DIRECTIONS: Every line between the top of the data below and the line with "pub trait PresenceTransport: Send", both ends included, must be retyped exactly.

DATA TO USE:
//! Presence channel abstraction
//!
//! An ephemeral, non-persisted broadcast medium for per-user state.
//! Clients track a small payload under their own identity on a named
//! channel; every channel member receives the full membership-state map on
//! every change:
//!
//! ```json
//! {
//!     "channel": "typing:7c9e...",
//!     "identity": "b2a1...",
//!     "payload": { "isTyping": true },
//!     "timestamp": "2026-08-29T10:00:00Z"
//! }
//! ```
//!
//! Each fanned-out entry also carries a server-assigned change ordinal
//! (`revision`) so observers can tell a refreshed entry from map churn
//! caused by other members. Nothing on this channel survives a disconnect;
//! consumers enforce their own time-to-live over what they observe.

use crate::types::UserId;
use crate::Result;
use async_trait::async_trait;
use chrono::{DateTime, Utc};
use serde::{Deserialize, Serialize};
use serde_json::Value;
use std::collections::HashMap;
use std::sync::{Arc, Mutex};
use tokio::sync::watch;
use tracing::debug;

/// One member's tracked state on a presence channel
#[derive(Debug, Clone, PartialEq, Serialize, Deserialize)]
pub struct PresenceEntry {
    /// The payload last tracked by this member
    pub payload: Value,

    /// When the payload was last tracked
    pub timestamp: DateTime<Utc>,

    /// Server-assigned change ordinal, strictly increasing per channel
    pub revision: u64,
}

/// Full membership-state map of one channel, keyed by identity
pub type PresenceState = HashMap<UserId, PresenceEntry>;

/// The ephemeral presence collaborator
#[async_trait]
pub trait PresenceTransport: Send + Sync {
    /// Publish `payload` under `identity` on `channel`
    ///
    /// Suspends until the channel accepts the publish, not until observers
    /// receive it. Redundant publishes are allowed.
    async fn track(&self, channel: &str, identity: UserId, payload: Value) -> Result<()>;

    /// Join `channel` and start observing its membership state
    ///
    /// The returned handle yields the full state map on every change and
    /// removes `identity`'s tracked state when dropped.
    async fn join(&self, channel: &str, identity: UserId) -> Result<PresenceHandle>;
}

/// Membership observation handle for one (channel, identity) pair
///
/// Dropping the handle leaves the channel: the member's tracked state is
/// removed and remaining members are notified.
pub struct PresenceHandle {
    state: watch::Receiver<PresenceState>,
    _guard: PresenceGuard,
}

impl PresenceHandle {
    /// The current membership-state map
    pub fn current(&self) -> PresenceState {
        self.state.borrow().clone()
    }

    /// Wait for the next membership change
    ///
    /// Errors when the channel itself is gone; consumers degrade rather
    /// than surface this.
    pub async fn changed(&mut self) -> std::result::Result<(), watch::error::RecvError> {
        self.state.changed().await
    }
}

struct PresenceGuard {
    channels: Arc<Mutex<HashMap<String, ChannelState>>>,
    channel: String,
    identity: UserId,
}

impl Drop for PresenceGuard {
    fn drop(&mut self) {
        if let Ok(mut channels) = self.channels.lock() {
            if let Some(state) = channels.get_mut(&self.channel) {
                if state.members.remove(&self.identity).is_some() {
                    debug!(
                        "Presence: {} left channel {}",
                        self.identity, self.channel
                    );
                    state.tx.send_replace(state.members.clone());
                }
            }
        }
    }
}

struct ChannelState {
    members: PresenceState,
    tx: watch::Sender<PresenceState>,
    next_revision: u64,
}

impl ChannelState {
    fn new() -> Self {
        let (tx, _) = watch::channel(PresenceState::new());
        Self {
            members: PresenceState::new(),
            tx,
            next_revision: 0,
        }
    }
}

/// In-process presence hub
///
/// Stands in for the hosted realtime collaborator's presence channels in
/// the daemon's loopback mode and in tests.
pub struct MemoryPresence {
    channels: Arc<Mutex<HashMap<String, ChannelState>>>,
}

impl MemoryPresence {
    /// Create an empty hub
    pub fn new() -> Self {
        Self {
            channels: Arc::new(Mutex::new(HashMap::new())),
        }
    }
}

impl Default for MemoryPresence {
    fn default() -> Self {
        Self::new()
    }
}

#[async_trait]
impl PresenceTransport for MemoryPresence {
    async fn track(&self, channel: &str, identity: UserId, payload: Value) -> Result<()> {
        let mut channels = match self.channels.lock() {
            Ok(guard) => guard,
            Err(poisoned) => poisoned.into_inner(),
        };
        let state = channels
            .entry(channel.to_string())
            .or_insert_with(ChannelState::new);

        let revision = state.next_revision;
        state.next_revision += 1;
        state.members.insert(
            identity,
            PresenceEntry {
                payload,
                timestamp: Utc::now(),
                revision,
            },
        );
        state.tx.send_replace(state.members.clone());
        Ok(())
    }

    async fn join(&self, channel: &str, identity: UserId) -> Result<PresenceHandle> {
        let mut channels = match self.channels.lock() {
            Ok(guard) => guard,
            Err(poisoned) => poisoned.into_inner(),
        };
        let state = channels
            .entry(channel.to_string())
            .or_insert_with(ChannelState::new);
        debug!("Presence: {} joined channel {}", identity, channel);

        Ok(PresenceHandle {
            state: state.tx.subscribe(),
            _guard: PresenceGuard {
                channels: Arc::clone(&self.channels),
                channel: channel.to_string(),
                identity,
            },
        })
    }
}

#[cfg(test)]
mod tests {
    use super::*;
    use serde_json::json;

    #[tokio::test]
    async fn test_members_receive_full_state_map() {
        let hub = MemoryPresence::new();
        let alice = UserId::new();
        let bob = UserId::new();

        let mut bob_handle = hub.join("typing:c1", bob).await.unwrap();
        hub.track("typing:c1", alice, json!({"isTyping": true}))
            .await
            .unwrap();

        bob_handle.changed().await.unwrap();
        let state = bob_handle.current();
        assert_eq!(state.len(), 1);
        assert_eq!(state[&alice].payload["isTyping"], true);
    }

    #[tokio::test]
    async fn test_revision_advances_on_redundant_track() {
        let hub = MemoryPresence::new();
        let alice = UserId::new();

        hub.track("c", alice, json!({"isTyping": true})).await.unwrap();
        let mut handle = hub.join("c", UserId::new()).await.unwrap();
        let first = handle.current()[&alice].revision;

        hub.track("c", alice, json!({"isTyping": true})).await.unwrap();
        handle.changed().await.unwrap();
        let second = handle.current()[&alice].revision;
        assert!(second > first);
    }

    #[tokio::test]
    async fn test_leaving_removes_tracked_state() {
        let hub = MemoryPresence::new();
        let alice = UserId::new();
        let bob = UserId::new();

        let alice_handle = hub.join("c", alice).await.unwrap();
        hub.track("c", alice, json!({"isTyping": true})).await.unwrap();

        let mut bob_handle = hub.join("c", bob).await.unwrap();
        assert_eq!(bob_handle.current().len(), 1);

        drop(alice_handle);
        bob_handle.changed().await.unwrap();
        assert!(bob_handle.current().is_empty());
    }

    #[tokio::test]
    async fn test_channels_are_isolated() {
        let hub = MemoryPresence::new();
        let alice = UserId::new();

        hub.track("typing:c1", alice, json!({"isTyping": true}))
            .await
            .unwrap();

        let handle = hub.join("typing:c2", UserId::new()).await.unwrap();
        assert!(handle.current().is_empty());
    }
}
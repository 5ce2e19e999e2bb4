//! Error handling for the realtime synchronization layer
//!
//! All operations in this crate return [`Result`], an alias over
//! [`SyncError`]. The taxonomy mirrors how failures are surfaced to the
//! application:
//!
//! - **Validation** errors are rejected before any network call and are
//!   surfaced synchronously to the caller.
//! - **Transport** and **Auth** errors are surfaced exactly once; this
//!   layer never retries on its own — the user re-triggers the action.
//! - **ChannelClosed** marks a lapsed subscription or presence channel.
//!   Presence loss is never shown to the user; the typing timeout and the
//!   reconnect resubscription absorb it.
//!
//! JSON and I/O errors convert automatically through `From`.

use thiserror::Error;

/// Result type for synchronization operations
pub type Result<T> = std::result::Result<T, SyncError>;

/// Errors that can occur in the synchronization layer
#[derive(Error, Debug)]
pub enum SyncError {
    /// I/O error (sockets, config files)
    #[error("I/O error: {0}")]
    Io(#[from] std::io::Error),

    /// JSON serialization/deserialization error
    #[error("JSON error: {0}")]
    Json(#[from] serde_json::Error),

    /// Input rejected before any network call
    #[error("Validation error: {0}")]
    Validation(String),

    /// A read or write could not be committed (network failure)
    #[error("Transport error: {0}")]
    Transport(String),

    /// The backend rejected the caller's identity
    #[error("Auth error: {0}")]
    Auth(String),

    /// Referenced record does not exist
    #[error("Not found: {0}")]
    NotFound(String),

    /// A subscription or presence channel has lapsed
    #[error("Channel closed: {0}")]
    ChannelClosed(String),

    /// Operation not valid in the current state
    #[error("Invalid state: {0}")]
    InvalidState(String),
}

impl SyncError {
    /// Create a validation error
    pub fn validation(msg: impl Into<String>) -> Self {
        Self::Validation(msg.into())
    }

    /// Create a transport error
    pub fn transport(msg: impl Into<String>) -> Self {
        Self::Transport(msg.into())
    }

    /// Create a not-found error
    pub fn not_found(msg: impl Into<String>) -> Self {
        Self::NotFound(msg.into())
    }

    /// Create an invalid-state error
    pub fn invalid_state(msg: impl Into<String>) -> Self {
        Self::InvalidState(msg.into())
    }
}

RESULT:
//! Presence channel abstraction
//!
//! An ephemeral, non-persisted broadcast medium for per-user state.
//! Clients track a small payload under their own identity on a named
//! channel; every channel member receives the full membership-state map on
//! every change:
//!
//! ```json
//! {
//!     "channel": "typing:7c9e...",
//!     "identity": "b2a1...",
//!     "payload": { "isTyping": true },
//!     "timestamp": "2026-08-29T10:00:00Z"
//! }
//! ```
//!
//! Each fanned-out entry also carries a server-assigned change ordinal
//! (`revision`) so observers can tell a refreshed entry from map churn
//! caused by other members. Nothing on this channel survives a disconnect;
//! consumers enforce their own time-to-live over what they observe.

use crate::types::UserId;
use crate::Result;
use async_trait::async_trait;
use chrono::{DateTime, Utc};
use serde::{Deserialize, Serialize};
use serde_json::Value;
use std::collections::HashMap;
use std::sync::{Arc, Mutex};
use tokio::sync::watch;
use tracing::debug;

/// One member's tracked state on a presence channel
#[derive(Debug, Clone, PartialEq, Serialize, Deserialize)]
pub struct PresenceEntry {
    /// The payload last tracked by this member
    pub payload: Value,

    /// When the payload was last tracked
    pub timestamp: DateTime<Utc>,

    /// Server-assigned change ordinal, strictly increasing per channel
    pub revision: u64,
}

/// Full membership-state map of one channel, keyed by identity
pub type PresenceState = HashMap<UserId, PresenceEntry>;

/// The ephemeral presence collaborator
#[async_trait]
pub trait PresenceTransport: Send + Sync {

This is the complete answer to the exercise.